キャブレター車両に対して燃圧は高い方がいいなんてアドバイスする人は絶対に信用してはいけません。この後の説明にあるように小さい浮き輪(フロート)の力で燃料バルブを閉じるだけなので燃圧が高いとバルブが機能せずダダ洩れして火災します。いわゆるオーバーフローを起こすという事です。

フロートレベル(油面調整)は29㎜と12㎜

と言う訳で、燃圧や油面の重要性が腑に落ちて分かってくるとキャブレターチューニング魂が燃え上がりますよね。いよいよフロートレベル調整です。油面は29㎜です。

WEBERウェーバーキャブレター 油面調整 フロート調整

これがフロートですが二つあるので高さは揃えましょう。先ずはトップカバーからフロートまでの距離を12~13㎜程度にします。樹脂製ならパンクしている事は無いと思いますがチェックしておきましょう。

 

この時、フロートのベロを立てすぎるとニードルバルブのボールに当たらず衝撃吸収しないで押すようになりオーバーフローの原因になります。下図のようにベロが先ずボールを先に押し上げて、なるべく垂直に押し上げるようにします。ボールはスプリングで上下するプランジャーになっているので、衝撃を吸収しニードルバルブの寿命が大きく変わります。

WEBERウェーバーキャブレターのフロート調整の方法

次にトップカバーをキャブに戻してボルト2か所くらいで仮止めしたらメインジェットを抜いた状態で燃料ポンプを作動させます。ニードルバルブが作動するまでフロート室に燃料を入れて止まったところでポンプを止め油面の高さを見ます。 上から光を当てて見ると油面が表面張力による歪みでレンズ効果で分かりやすいです 。

WEBERウェーバーキャブレターの油面調整中

ここへノギスを降ろしていき油面に触るところ(光の屈折が変わるところ)で計測します。29㎜になるように何度も何度もやり直します。下図のように表面張力があるので出来るだけ中心部で測るといいと思います。

WEBERウェーバーキャブレターの油面調整 表面張力の誤差に注意

28㎜と30㎜だったらどっちがいい?と聞かれたらメインジェットへの切り替えでオーバーラップ阻害しない30㎜と答えます。

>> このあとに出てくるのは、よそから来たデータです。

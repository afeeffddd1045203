//! Bullet resolver: bullet movement and every bullet contact.
//!
//! Processing order within a tick:
//!
//! 1. Bullets that were in a hit state for the last snapshot become
//!    `Inactive` and leave the active set
//! 2. Every flying bullet advances one step
//! 3. Bullet vs robot: the travelled segment is tested against live robot
//!    boxes; the closest robot other than the shooter is hit
//! 4. Bullet vs bullet: crossing segments hit each other, no damage
//! 5. Bullets outside the battlefield hit the wall

use tracing::trace;

use crate::config::BattleRules;
use crate::entity::{BulletPeer, BulletState, RobotId};
use crate::geometry::segments_intersect;
use crate::program::RobotEvent;
use crate::registry::Registry;

use super::{Resolver, TurnInput};

/// Resolver for bullet flight and collisions.
///
/// # Example
///
/// ```
/// use robobattle_core::resolver::{BulletResolver, Resolver};
///
/// assert_eq!(BulletResolver::new().name(), "bullets");
/// ```
#[derive(Debug, Clone, Default)]
pub struct BulletResolver;

impl BulletResolver {
    /// Creates a bullet resolver.
    #[must_use]
    pub fn new() -> Self {
        Self
    }

    /// Removes bullets whose hit was shown in the previous snapshot.
    ///
    /// Returns the number of bullets removed.
    pub fn retire_finished(registry: &mut Registry) -> usize {
        let bullets = registry.bullets_mut();
        let before = bullets.len();
        for bullet in bullets.iter_mut() {
            if bullet.state().is_hit() {
                bullet.deactivate();
            }
        }
        bullets.retain(|b| b.state() != BulletState::Inactive);
        before - bullets.len()
    }

    fn advance_all(registry: &mut Registry) {
        for bullet in registry.bullets_mut().iter_mut() {
            if bullet.state().is_flying() {
                bullet.advance();
            }
        }
    }

    fn find_victim(registry: &Registry, bullet: &BulletPeer) -> Option<RobotId> {
        let (from, to) = bullet.path();
        registry
            .robots()
            .iter()
            .filter(|r| r.is_alive() && r.id() != bullet.owner())
            .filter(|r| r.bounding_box().intersects_segment(from, to))
            .min_by(|a, b| {
                from.distance_squared(a.position())
                    .total_cmp(&from.distance_squared(b.position()))
            })
            .map(|r| r.id())
    }

    fn robot_collisions(registry: &mut Registry, rules: &BattleRules) {
        for index in 0..registry.bullets().len() {
            let bullet = &registry.bullets()[index];
            if !bullet.state().is_flying() {
                continue;
            }
            if let Some(victim) = Self::find_victim(registry, bullet) {
                Self::apply_hit(registry, index, victim, rules);
            }
        }
    }

    fn apply_hit(registry: &mut Registry, index: usize, victim: RobotId, rules: &BattleRules) {
        let bullet = &mut registry.bullets_mut()[index];
        bullet.hit_victim(victim);
        let (bullet_id, owner, power) = (bullet.id(), bullet.owner(), bullet.power());

        let damage = BulletPeer::damage_for(power);
        let team_fire = registry.are_teammates(owner, victim);
        let shooter_name = registry.robot(owner).name().to_string();
        let victim_name = registry.robot(victim).name().to_string();

        let victim_robot = registry.robot_mut(victim);
        let scored = damage.min(victim_robot.energy());
        victim_robot.set_energy(victim_robot.energy() - damage);
        let victim_energy = victim_robot.energy();
        let killed = victim_energy <= 0.0 && victim_robot.mark_dead();
        victim_robot.add_event(RobotEvent::HitByBullet {
            bullet: bullet_id,
            shooter: shooter_name,
            power,
        });
        registry.record_energy_loss(damage, rules.inactivity_reset_energy);
        if killed {
            registry.queue_death(victim);
        }

        let shooter = registry.robot_mut(owner);
        if !team_fire {
            shooter.statistics_mut().score_bullet_damage(victim, scored);
            if killed {
                shooter.statistics_mut().score_bullet_kill(victim);
            }
        }
        if shooter.is_alive() {
            shooter.set_energy(shooter.energy() + BulletPeer::refund_for(power));
        }
        shooter.add_event(RobotEvent::BulletHit {
            bullet: bullet_id,
            victim: victim_name,
            victim_energy,
        });
        trace!(%bullet_id, ?owner, ?victim, damage, killed, "bullet hit robot");
    }

    fn bullet_collisions(registry: &mut Registry) {
        let count = registry.bullets().len();
        for i in 0..count {
            for j in (i + 1)..count {
                let bullets = registry.bullets();
                let (a, b) = (&bullets[i], &bullets[j]);
                if !a.state().is_flying() || !b.state().is_flying() {
                    continue;
                }
                let (a1, a2) = a.path();
                let (b1, b2) = b.path();
                if !segments_intersect(a1, a2, b1, b2) {
                    continue;
                }
                let (a_id, a_owner, b_id, b_owner) = (a.id(), a.owner(), b.id(), b.owner());
                let bullets = registry.bullets_mut();
                bullets[i].hit_bullet();
                bullets[j].hit_bullet();
                registry.robot_mut(a_owner).add_event(RobotEvent::BulletHitBullet {
                    bullet: a_id,
                    other: b_id,
                });
                registry.robot_mut(b_owner).add_event(RobotEvent::BulletHitBullet {
                    bullet: b_id,
                    other: a_id,
                });
                trace!(%a_id, %b_id, "bullets collided");
            }
        }
    }

    fn wall_collisions(registry: &mut Registry, rules: &BattleRules) {
        let mut missed = Vec::new();
        for bullet in registry.bullets_mut().iter_mut() {
            if !bullet.state().is_flying() {
                continue;
            }
            let p = bullet.position();
            if p.x < 0.0
                || p.y < 0.0
                || p.x > rules.battlefield_width
                || p.y > rules.battlefield_height
            {
                bullet.hit_wall();
                missed.push((bullet.owner(), bullet.id()));
            }
        }
        for (owner, bullet) in missed {
            registry
                .robot_mut(owner)
                .add_event(RobotEvent::BulletMissed { bullet });
        }
    }
}

impl Resolver for BulletResolver {
    fn name(&self) -> &'static str {
        "bullets"
    }

    fn resolve(&self, _input: &TurnInput, rules: &BattleRules, registry: &mut Registry) {
        Self::retire_finished(registry);
        Self::advance_all(registry);
        Self::robot_collisions(registry, rules);
        Self::bullet_collisions(registry);
        Self::wall_collisions(registry, rules);
    }
}

#[cfg(test)]
mod tests {
    use super::*;
    use crate::registry::ContestantEntry;
    use glam::DVec2;
    use std::f64::consts::{FRAC_PI_2, PI};

    fn duel(a: DVec2, b: DVec2) -> Registry {
        let mut registry = Registry::new(&[
            ContestantEntry::solo("a.A"),
            ContestantEntry::solo("b.B"),
        ]);
        registry.robot_mut(RobotId::new(0)).place(a, 0.0);
        registry.robot_mut(RobotId::new(1)).place(b, 0.0);
        registry
    }

    fn rules() -> BattleRules {
        BattleRules {
            battlefield_width: 400.0,
            battlefield_height: 400.0,
            ..BattleRules::default()
        }
    }

    fn step(registry: &mut Registry) {
        BulletResolver::new().resolve(&TurnInput::default(), &rules(), registry);
    }

    mod hit_tests {
        use super::*;

        #[test]
        fn power_three_bullet_hits_after_eight_steps() {
            let a = RobotId::new(0);
            let b = RobotId::new(1);
            let mut registry = duel(DVec2::new(100.0, 200.0), DVec2::new(200.0, 200.0));
            registry.spawn_bullet(a, DVec2::new(100.0, 200.0), FRAC_PI_2, 3.0);

            for _ in 0..7 {
                step(&mut registry);
                assert_eq!(registry.bullets()[0].state(), BulletState::Moving);
            }
            step(&mut registry);
            assert_eq!(registry.bullets()[0].state(), BulletState::HitVictim);
            assert_eq!(registry.bullets()[0].victim(), Some(b));
            assert!((registry.robot(b).energy() - 84.0).abs() < 1e-9);
            assert!((registry.robot(a).energy() - 109.0).abs() < 1e-9);
            assert!((registry.robot(a).statistics().total().bullet_damage - 16.0).abs() < 1e-9);

            step(&mut registry);
            assert!(registry.bullets().is_empty());
        }

        #[test]
        fn shooter_is_never_hit_by_own_bullet() {
            let a = RobotId::new(0);
            let mut registry = duel(DVec2::new(100.0, 200.0), DVec2::new(300.0, 300.0));
            registry.spawn_bullet(a, DVec2::new(100.0, 200.0), FRAC_PI_2, 1.0);
            step(&mut registry);
            assert_eq!(registry.bullets()[0].state(), BulletState::Moving);
            assert_eq!(registry.robot(a).energy(), 100.0);
        }

        #[test]
        fn lethal_hit_kills_and_awards_bonus() {
            let a = RobotId::new(0);
            let b = RobotId::new(1);
            let mut registry = duel(DVec2::new(100.0, 200.0), DVec2::new(125.0, 200.0));
            registry.robot_mut(b).set_energy(16.0);
            registry.spawn_bullet(a, DVec2::new(100.0, 200.0), FRAC_PI_2, 3.0);
            step(&mut registry);

            assert!(registry.robot(b).is_dead());
            assert_eq!(registry.robot(b).energy(), 0.0);
            assert_eq!(registry.take_death_queue(), vec![b]);
            let stats = registry.robot(a).statistics().total();
            assert!((stats.bullet_damage - 16.0).abs() < 1e-9);
            assert!((stats.bullet_kill_bonus - 3.2).abs() < 1e-9);
        }

        #[test]
        fn teammate_hits_do_not_score() {
            let mut registry = Registry::new(&[
                ContestantEntry::team("Blue", &["t.A", "t.B"]),
                ContestantEntry::solo("s.C"),
            ]);
            let a = RobotId::new(0);
            let b = RobotId::new(1);
            registry.robot_mut(a).place(DVec2::new(100.0, 200.0), 0.0);
            registry.robot_mut(b).place(DVec2::new(125.0, 200.0), 0.0);
            registry
                .robot_mut(RobotId::new(2))
                .place(DVec2::new(300.0, 50.0), 0.0);
            registry.spawn_bullet(a, DVec2::new(100.0, 200.0), FRAC_PI_2, 1.0);
            step(&mut registry);

            assert!((registry.robot(b).energy() - 96.0).abs() < 1e-9);
            assert_eq!(registry.robot(a).statistics().total().bullet_damage, 0.0);
        }
    }

    mod lifecycle_tests {
        use super::*;

        #[test]
        fn bullet_leaving_field_hits_wall_then_retires() {
            let a = RobotId::new(0);
            let mut registry = duel(DVec2::new(100.0, 390.0), DVec2::new(300.0, 50.0));
            registry.spawn_bullet(a, DVec2::new(100.0, 390.0), 0.0, 3.0);
            step(&mut registry);
            assert_eq!(registry.bullets()[0].state(), BulletState::HitWall);
            assert!(matches!(
                registry.robot(a).pending_events(),
                [RobotEvent::BulletMissed { .. }]
            ));
            step(&mut registry);
            assert!(registry.bullets().is_empty());
        }

        #[test]
        fn crossing_bullets_destroy_each_other() {
            let a = RobotId::new(0);
            let b = RobotId::new(1);
            let mut registry = duel(DVec2::new(20.0, 20.0), DVec2::new(380.0, 20.0));
            registry.spawn_bullet(a, DVec2::new(195.0, 200.0), FRAC_PI_2, 3.0);
            registry.spawn_bullet(b, DVec2::new(200.0, 205.0), PI, 3.0);
            step(&mut registry);

            assert!(registry
                .bullets()
                .iter()
                .all(|bullet| bullet.state() == BulletState::HitBullet));
            assert_eq!(registry.robot(a).energy(), 100.0);
            assert_eq!(registry.robot(b).energy(), 100.0);
        }

        #[test]
        fn retire_counts_removed_bullets() {
            let a = RobotId::new(0);
            let mut registry = duel(DVec2::new(100.0, 200.0), DVec2::new(300.0, 300.0));
            registry.spawn_bullet(a, DVec2::ZERO, 0.0, 1.0);
            registry.spawn_bullet(a, DVec2::ZERO, 0.0, 1.0);
            registry.bullets_mut()[0].hit_wall();
            assert_eq!(BulletResolver::retire_finished(&mut registry), 1);
            assert_eq!(registry.bullets().len(), 1);
        }
    }
}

WEBERウェーバーキャブレターの油面はノギスが一番いい

やり直しの時はフロート室の燃料を少し抜くのでストロー付きボトルを使って吸い上げます。スポイト形状のフロートレベル計測ツールがありますが、使ってみるとそちらにも表面張力が発生するので曖昧なため、私はこのノギスを表面張力の影響を受けないホールの中心に接触させる方法にしています。これが今のところ一番正確にセッティングがでます。


あとがき

スロットルプレート調整と油面調整が完璧なら9割方のチューニングは終わったも同然です。このベース部分が揃っていないと話になりませんからね。

GinettaG4

どちらも時間経過で少しずつズレてきたりするんですが生き物だと思って付き合っていくのがカーマニアック(エンスージャスト)ではないでしょうか。

それでは次回はいよいよアイドル調整と同調になります。